Our next major project is Serenading Adela, A Street Opera. In January 1918, Adela Pankhurst was locked up in Pentridge for her energetic anti-war campaigning. An unruly mob gathered outside on the night of 7 January and serenaded her with socialist songs, coloured lights and "cooees". We are re-creating this moment through a Street Opera, with three performances culminating in the centenary performance at Pentridge on the evening of 7 January 2018. Mark this in your diary now!

You can still join as a performer, or come as the audience! All options are free of charge: 
  1. Join the Street Band – brass, percussion, and other loud portable instruments welcome
  2. The Unruly Mob (learn a few simple songs and playing The Crowd), start rehearsing on Sunday 3 December. If you are a non-singer we will still have you!  
  3. Join the centenary audience - put 6pm Sunday 7 January 2018 in your diary to see the full Opera.
  4. Other (preview) performances will be at Trades Hall, 6pm Monday 11 December; and outside Brunswick Town Hall, 6pm Wednesday 20 December. 
Sunday 3 December: join the Unruly Mob. More details Artistic Director Jeannie Marsh is now writing the Opera, which tells Adela's story.
 
Peace and protest: two art exhibitions
Thursday 9 November, 6 pm: ‘Peace Not War: Art That Takes a Stand’ Exhibition Opening.

This exhibition includes works by Gunter Grass, Vaclav Havel, Michael Leunig, Mirka Mora, Noel Counihan, Godwin Bradbeer, Rochelle Patten, Phillip Doggett-Williams, Tiffaney Bishop,  and other artists from Australia as well as Guernica, Tibet, China, South Africa, Pakistan, USA, Northern Ireland. There are also a number of other Thursday 6pm events while the exhibition is on.
  • VENUE: Library at the Dock, Collins St., Docklands.
  • All events are free but bookings are ‘ESSENTIAL’ for the exhibition hosts. 
  • Further information and bookings

Thursday 9 November, 6 pm: Summer show opening and Counihan Art Award: People politics and protest (Unfortunately clashing with the Docklands opening above)

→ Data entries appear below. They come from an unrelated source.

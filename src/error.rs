use thiserror::Error;

/// Top-level error type for the payment core.
///
/// Transient per-wallet failures (`LedgerRpc`) are recovered by the next scan
/// cycle and never abort a whole pass. A settlement attempt that loses the
/// pending-status race is not an error at all: the transactional guard
/// absorbs it silently.
#[derive(Error, Debug)]
pub enum PayError {
    #[error("Database error: {0}")]
    Database(#[from] sqlx::Error),

    #[error("All price sources and caches exhausted")]
    PriceUnavailable,

    #[error("Ledger RPC error: {0}")]
    LedgerRpc(String),

    #[error("Invalid key material: {0}")]
    InvalidKeyMaterial(String),

    #[error("Invalid address: {0}")]
    InvalidAddress(String),

    #[error("Configuration error: {0}")]
    Config(String),

    #[error("Internal error: {0}")]
    Internal(String),
}

impl From<reqwest::Error> for PayError {
    fn from(error: reqwest::Error) -> Self {
        PayError::Internal(format!("HTTP request error: {:?}", error))
    }
}

impl From<rust_decimal::Error> for PayError {
    fn from(error: rust_decimal::Error) -> Self {
        PayError::Internal(format!("Decimal conversion error: {:?}", error))
    }
}

impl From<serde_json::Error> for PayError {
    fn from(error: serde_json::Error) -> Self {
        PayError::Internal(format!("JSON error: {:?}", error))
    }
}

impl From<sqlx::migrate::MigrateError> for PayError {
    fn from(error: sqlx::migrate::MigrateError) -> Self {
        PayError::Internal(format!("Migration error: {:?}", error))
    }
}

/// Result type alias for the payment core.
pub type PayResult<T> = Result<T, PayError>;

The Award recognises an outstanding contemporary artwork by an artist with connections to the City of Moreland who engages with social, political, cultural or environmental subjects.

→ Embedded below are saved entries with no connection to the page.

use std::str::FromStr;
use std::time::Duration;

use solana_client::nonblocking::rpc_client::RpcClient;
use solana_sdk::hash::Hash;
use solana_sdk::pubkey::Pubkey;
use solana_sdk::signature::{Keypair, Signature, Signer};
use solana_sdk::transaction::Transaction;
use tracing::debug;

use crate::error::{PayError, PayResult};

/// Timeout for a single RPC call. A timed-out call is a soft failure for
/// that one wallet this cycle, never fatal to the pass.
const RPC_TIMEOUT: Duration = Duration::from_secs(8);

/// Thin wrapper over the chain JSON-RPC: balance query, recent block
/// reference, signed native transfer submission. Everything else about the
/// chain is opaque to the payment core.
pub struct LedgerClient {
    client: RpcClient,
}

impl LedgerClient {
    pub fn new(rpc_url: &str) -> Self {
        Self {
            client: RpcClient::new_with_timeout(rpc_url.to_string(), RPC_TIMEOUT),
        }
    }

    /// On-chain balance in base units (lamports).
    pub async fn balance(&self, pubkey: &Pubkey) -> PayResult<u64> {
        let lamports = self
            .client
            .get_balance(pubkey)
            .await
            .map_err(|e| PayError::LedgerRpc(format!("get_balance: {}", e)))?;

        debug!("Balance of {}: {} lamports", pubkey, lamports);
        Ok(lamports)
    }

    pub async fn latest_blockhash(&self) -> PayResult<Hash> {
        self.client
            .get_latest_blockhash()
            .await
            .map_err(|e| PayError::LedgerRpc(format!("get_latest_blockhash: {}", e)))
    }

    /// Build, sign and submit a native transfer from `from` to `to`.
    pub async fn submit_transfer(
        &self,
        from: &Keypair,
        to: &Pubkey,
        lamports: u64,
    ) -> PayResult<Signature> {
        let instruction = solana_system_interface::instruction::transfer(
            &from.pubkey(),
            to,
            lamports,
        );
        let blockhash = self.latest_blockhash().await?;
        let transaction = Transaction::new_signed_with_payer(
            &[instruction],
            Some(&from.pubkey()),
            &[from],
            blockhash,
        );

        self.client
            .send_transaction(&transaction)
            .await
            .map_err(|e| PayError::LedgerRpc(format!("send_transaction: {}", e)))
    }
}

pub fn parse_pubkey(address: &str) -> PayResult<Pubkey> {
    Pubkey::from_str(address).map_err(|_| PayError::InvalidAddress(address.to_string()))
}

/// Private key material is persisted as a JSON byte array alongside the
/// wallet row; its only legitimate consumer is the sweep path.
pub fn encode_keypair(keypair: &Keypair) -> String {
    serde_json::to_string(&keypair.to_bytes().to_vec())
        .unwrap_or_else(|_| String::from("[]"))
}

pub fn decode_keypair(raw: &str) -> PayResult<Keypair> {
    let bytes: Vec<u8> = serde_json::from_str(raw)
        .map_err(|e| PayError::InvalidKeyMaterial(format!("not a byte array: {}", e)))?;

    Keypair::try_from(bytes.as_slice())
        .map_err(|e| PayError::InvalidKeyMaterial(format!("bad keypair bytes: {}", e)))
}

#[cfg(test)]
mod tests {
    use super::*;

    #[test]
    fn keypair_encoding_roundtrips() {
        let keypair = Keypair::new();
        let encoded = encode_keypair(&keypair);
        let decoded = decode_keypair(&encoded).unwrap();
        assert_eq!(decoded.pubkey(), keypair.pubkey());
    }

    #[test]
    fn decode_rejects_garbage() {
        assert!(decode_keypair("not json").is_err());
        assert!(decode_keypair("[1,2,3]").is_err());
    }

    #[test]
    fn pubkey_parsing() {
        let keypair = Keypair::new();
        let address = keypair.pubkey().to_string();
        assert_eq!(parse_pubkey(&address).unwrap(), keypair.pubkey());
        assert!(parse_pubkey("definitely-not-base58!").is_err());
    }
}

RELATED EVENT: The Counihan Gallery will present
Spoken Word – People - Politics – Protest on Saturday 9 December at 2:30 pm.

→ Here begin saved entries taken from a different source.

use chrono::{DateTime, Utc};
use rust_decimal::{Decimal, RoundingStrategy};
use serde::{Deserialize, Serialize};
use sqlx::prelude::FromRow;
use sqlx::types::Json;
use sqlx::Type;
use std::fmt;
use uuid::Uuid;

/// Decimal places used when quoting an asset amount. Must match the
/// precision the settlement tolerance comparison is made at.
pub const ASSET_SCALE: u32 = 5;

/// Decimal places for fiat credits.
pub const FIAT_SCALE: u32 = 2;

pub const LAMPORTS_PER_SOL: u64 = 1_000_000_000;

/// Deposit wallet lifecycle. `pending` is the only non-terminal state;
/// `paid`/`underpaid` become `swept` once funds have been moved out.
#[derive(Debug, Clone, Copy, PartialEq, Eq, Hash, Serialize, Deserialize, Type)]
#[sqlx(type_name = "wallet_status", rename_all = "lowercase")]
#[serde(rename_all = "lowercase")]
pub enum WalletStatus {
    Pending,
    Paid,
    Underpaid,
    Expired,
    Swept,
}

impl WalletStatus {
    pub fn as_str(&self) -> &'static str {
        match self {
            WalletStatus::Pending => "pending",
            WalletStatus::Paid => "paid",
            WalletStatus::Underpaid => "underpaid",
            WalletStatus::Expired => "expired",
            WalletStatus::Swept => "swept",
        }
    }

    /// No transition leaves a terminal state.
    pub fn is_terminal(&self) -> bool {
        !matches!(self, WalletStatus::Pending)
    }

    /// Settled with funds that may still need moving to the operator
    /// wallet. Underpaid wallets hold partial funds and are swept too.
    pub fn awaits_sweep(&self) -> bool {
        matches!(self, WalletStatus::Paid | WalletStatus::Underpaid)
    }
}

impl fmt::Display for WalletStatus {
    fn fmt(&self, f: &mut fmt::Formatter<'_>) -> fmt::Result {
        write!(f, "{}", self.as_str())
    }
}

#[derive(Debug, Clone, Copy, PartialEq, Eq, Serialize, Deserialize, Type)]
#[sqlx(type_name = "order_kind", rename_all = "lowercase")]
#[serde(rename_all = "lowercase")]
pub enum OrderKind {
    Purchase,
    Refill,
}

impl fmt::Display for OrderKind {
    fn fmt(&self, f: &mut fmt::Formatter<'_>) -> fmt::Result {
        match self {
            OrderKind::Purchase => write!(f, "purchase"),
            OrderKind::Refill => write!(f, "refill"),
        }
    }
}

/// One reserved inventory unit in the basket snapshot. Immutable once the
/// order is created.
#[derive(Debug, Clone, PartialEq, Serialize, Deserialize)]
pub struct LineItem {
    pub product_ref: i64,
    pub unit_price: Decimal,
    pub category: String,
}

/// A payment intent. The row lives in `pending_orders` and is deleted on
/// terminal resolution; its absence is the signal that inventory holds have
/// been handled one way or another.
#[derive(Debug, Clone, FromRow)]
pub struct Order {
    pub order_id: String,
    pub user_id: i64,
    pub target_fiat_amount: Decimal,
    pub asset_code: String,
    pub expected_asset_amount: Decimal,
    pub kind: OrderKind,
    pub line_items: Option<Json<Vec<LineItem>>>,
    pub discount_ref: Option<String>,
    pub created_at: DateTime<Utc>,
}

impl Order {
    pub fn line_items(&self) -> &[LineItem] {
        self.line_items.as_ref().map(|j| j.0.as_slice()).unwrap_or(&[])
    }
}

/// Single-use deposit wallet, 1:1 with an order. Retained indefinitely for
/// audit; only the sweep path ever touches the private key material.
#[derive(Debug, Clone, FromRow)]
pub struct Wallet {
    pub id: Uuid,
    pub order_id: String,
    pub user_id: i64,
    pub public_key: String,
    pub private_key: String,
    pub expected_amount: Decimal,
    pub received_amount: Decimal,
    pub status: WalletStatus,
    pub created_at: DateTime<Utc>,
    pub updated_at: DateTime<Utc>,
}

/// What the caller needs to show the user: where to pay and how much.
#[derive(Debug, Clone, Serialize)]
pub struct PaymentInstructions {
    pub pay_address: String,
    pub pay_amount: Decimal,
    pub asset_code: String,
    pub exchange_rate: Decimal,
    pub order_id: String,
}

/// Request shape for `create_order`.
#[derive(Debug, Clone)]
pub struct NewOrder {
    pub order_id: String,
    pub user_id: i64,
    pub target_fiat_amount: Decimal,
    pub kind: OrderKind,
    pub line_items: Option<Vec<LineItem>>,
    pub discount_ref: Option<String>,
}

/// Round a raw `fiat / price` quotient down to the quoted asset precision.
/// Deterministic round-down so the user is never asked for less than the
/// fiat target is worth.
pub fn compute_expected_amount(fiat_amount: Decimal, price: Decimal) -> Decimal {
    (fiat_amount / price).round_dp_with_strategy(ASSET_SCALE, RoundingStrategy::ToZero)
}

/// Quantize a fiat credit to cents, rounding down.
pub fn quantize_fiat(amount: Decimal) -> Decimal {
    amount.round_dp_with_strategy(FIAT_SCALE, RoundingStrategy::ToZero)
}

pub fn lamports_to_sol(lamports: u64) -> Decimal {
    Decimal::from(lamports) / Decimal::from(LAMPORTS_PER_SOL)
}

The Gallery are seeking speakers to participate in this event, which will take place on the speaker’s plinth just outside the gallery on Sydney Rd.

If you are a writer, poet, spoken word artist, rapper, singer or rabblerouser and would like to respond to the theme – People – Politics – Protest please email a biography and indicative draft or summary of your intended piece. 5 minutes maximum, all welcome, entry free.

Download an application pack from the  gallery website
 
Congratulations to our Nobel Peace Prize winners ICAN
A number of our members and supporters have been involved over the past ten years in building ICAN, the International Campaign to Abolish Nuclear Weapons, founded ten years ago in Melbourne.

ICAN has raised the issue of the humanitarian disaster that would be caused by any nuclear war, and have successfully pushed for the new international treaty that bans nuclear weapons. Read about their work in Australia, at www.icanw.org/au/
Grappling with the Bomb: Britain's nuclear tests in Kiribati
Brunswick member of our campaign, Nic Maclellan, has just launched ‘Grappling with the Bomb’, a history of Britain’s 1950s program to test the hydrogen bomb, code name Operation Grapple.

In 1957–58, nine atmospheric nuclear tests were held at Malden Island and Christmas Island in the British Gilbert and Ellice Islands Colony — today, part of the Pacific nation of Kiribati.

Nearly 14,000 British troops travelled to the central Pacific for Operation Grapple. They were joined by hundreds of New Zealand sailors, Gilbertese labourers and Fijian troops. Today, decades later, survivors suffer from serious illnesses they attribute to exposure to hazardous levels of ionising radiation.

On the 60th anniversary of the tests, ‘Grappling with the Bomb’ details regional opposition to Britain’s testing program in the 1950s, with protests from Fiji, Cook Islands, Western Samoa, Japan and other nations.

Based on archival research and interviews with nuclear survivors, the book tells the history through a dozen individual portraits, ranging from an i-Kiribati woman Sui Kiritome, to businessman James Burns, and Fijian sailor Paul Ah Poy.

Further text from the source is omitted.